Aber bei dem davor, bin ich sofort gewechselt, als er der Meinung war, er müsse mein Kind Wortlos auf die Liege drücken und sich dann wunderte warum sie brüllte und dann auch noch verlangt hat, das ich sie gefälligst fixieren soll, um ihr in die Ohren zu schauen.
Ein guter Kinderarzt sollte die Fähigkeit haben, auf die Kinder ein zu gehen und zu erkennen, wann es angebracht ist, eine Untersuchung abzubrechen!
Wenn es nichts lebensnotwendiges ist, dann lassen sich doch alle Untersuchungen ein paar Stunden, Tage oder Wochen später wiederholen.

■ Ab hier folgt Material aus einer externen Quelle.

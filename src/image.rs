//! Extracting the root filesystem out of a VM disk image.
//!
//! Steps:
//! 1. Convert the image to raw inside the working area (`qemu-img convert`)
//! 2. Read the partition table and collect candidate offsets
//! 3. Probe the candidates and pick the root partition
//! 4. Mount the chosen partition again on the scratch mount point
//! 5. Copy every top-level entry into the destination
//!
//! Nothing here cleans up a partial copy; the pipeline removes the whole
//! destination on failure.

use std::ffi::OsStr;
use std::fs;
use std::path::{Path, PathBuf};
use std::process::{Command, Stdio};

use anyhow::{bail, Context, Result};

use crate::copy::copy_children;
use crate::import::{ImportContext, WORK_DIR_NAME};
use crate::mount::MountGuard;
use crate::partition::read_partitions;
use crate::select::select_root;
use crate::system_check::check_dependencies;
use crate::ImportError;

const RAW_IMAGE_NAME: &str = "raw.img";
const MOUNT_DIR_NAME: &str = "mount";

/// Writes a raw block-device image of `source` to `output`.
pub trait ConvertImage {
    fn convert(&self, source: &Path, output: &Path) -> Result<()>;
}

/// `qemu-img convert -p -O raw`.
pub struct QemuImg {
    program: String,
}

impl QemuImg {
    pub fn new(program: impl Into<String>) -> Self {
        Self {
            program: program.into(),
        }
    }
}

impl Default for QemuImg {
    fn default() -> Self {
        Self::new("qemu-img")
    }
}

impl ConvertImage for QemuImg {
    fn convert(&self, source: &Path, output: &Path) -> Result<()> {
        check_dependencies(&[(self.program.as_str(), "apt install qemu-utils")])?;

        // -p draws its own progress bar on the inherited terminal.
        let status = Command::new(&self.program)
            .args(["convert", "-p", "-O", "raw"])
            .arg(source)
            .arg(output)
            .stdin(Stdio::null())
            .status()
            .with_context(|| format!("failed to run {}", self.program))?;
        if !status.success() {
            bail!(ImportError::ConversionFailed {
                image: source.to_path_buf(),
                reason: format!("{} exited with {status}", self.program),
            });
        }
        Ok(())
    }
}

/// Paths inside the working area used while materializing an image.
struct Scratch {
    raw_image: PathBuf,
    mount_dir: PathBuf,
}

impl Scratch {
    fn create(work: &Path) -> Result<Self> {
        let mount_dir = work.join(MOUNT_DIR_NAME);
        fs::create_dir_all(&mount_dir)
            .with_context(|| format!("failed to create mount point {}", mount_dir.display()))?;
        Ok(Self {
            raw_image: work.join(RAW_IMAGE_NAME),
            mount_dir,
        })
    }
}

/// Materialize the root filesystem of disk image `image` into `ctx.dest`.
pub fn materialize(ctx: &ImportContext<'_>, image: &Path) -> Result<()> {
    let scratch = Scratch::create(ctx.work())?;
    let tools = ctx.tools();

    log::info!("converting {} to a raw image", image.display());
    tools.converter.convert(image, &scratch.raw_image)?;
    if !scratch.raw_image.is_file() {
        bail!(ImportError::ConversionFailed {
            image: image.to_path_buf(),
            reason: format!("{} was not created", scratch.raw_image.display()),
        });
    }

    log::info!("finding partitions");
    let candidates = read_partitions(tools.inspector.as_ref(), &scratch.raw_image)?;

    log::info!("finding the root partition among {} candidates", candidates.len());
    let root = select_root(
        tools.mounter.as_ref(),
        &scratch.raw_image,
        &candidates,
        &scratch.mount_dir,
        ctx.mount_backoff(),
    )?
    .candidate();

    let mut guard = MountGuard::mount(
        tools.mounter.as_ref(),
        &scratch.raw_image,
        root.offset(),
        &scratch.mount_dir,
    )
    .map_err(|e| {
        log::debug!("{e:#}");
        ImportError::MountFailed {
            image: scratch.raw_image.clone(),
            offset: root.offset(),
        }
    })?;

    log::info!("copying partition at offset {} into {}", root.offset(), ctx.dest().display());
    copy_children(
        guard.path(),
        ctx.dest(),
        &[OsStr::new(WORK_DIR_NAME)],
        |i, total, name| log::info!("copied {i}/{total}: {}", name.to_string_lossy()),
    )?;

    guard.unmount()?;
    Ok(())
}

und wegen der "Pflicht" zur Vorsorge:
Unser Landesamt bekommt das nicht hin, die Dinger rechtzeitig zu schicken, also waren bei uns zwei Termine zur U schon lange erledigt, als der Brief hier ankam. Da ich keine Lust und Zeit hatte, nochmal zum Arzt zu laufen nur wegen der Unterschrift, habe ich einfach abgewartet. Nach vier Wochen kam eine Erinnerung mit Androhung des Besuchs vom Jugendamt. Ein Anruf dort reichte ihr nicht aus. Sie wollte es schriftlich.
Ich hab die Unterschrift nach dem Anruf aber wieder vergessen und vier weitere Wochen später klingelte es an der Tür.
Mein "Lieblingsmensch" vom Jugendamt.
(Wir hatten das vergnügen ihn kennenlernen zu dürfen, wegen der notwendigen Haushaltshilfe wegen meiner Schwangerschaft, wo er mir unterstellte, ich wäre überfordert! Dabei sollte ich nicht aufstehen und hatte Bettruhe verordnet bekommen, wegen vorzeitiger Wehen und das Jugendamt hätte lediglich ergänzend zur Krankenkasse die Betreuung der Kinder sicher stellen sollen.) Wir haben ihn dann nichtmal reingelassen. Im lediglich das Heft unter die Nase gehalten und die Kinder hat er auch nicht gesehen (sehen wollen).
Zum Abschied meinte er zu uns, das wäre ja eh unsere Sache. Zwingen zur U zu gehen könne uns eh keiner...
Leider wollte er mir nicht erklären, wie er das nun gemeint hat.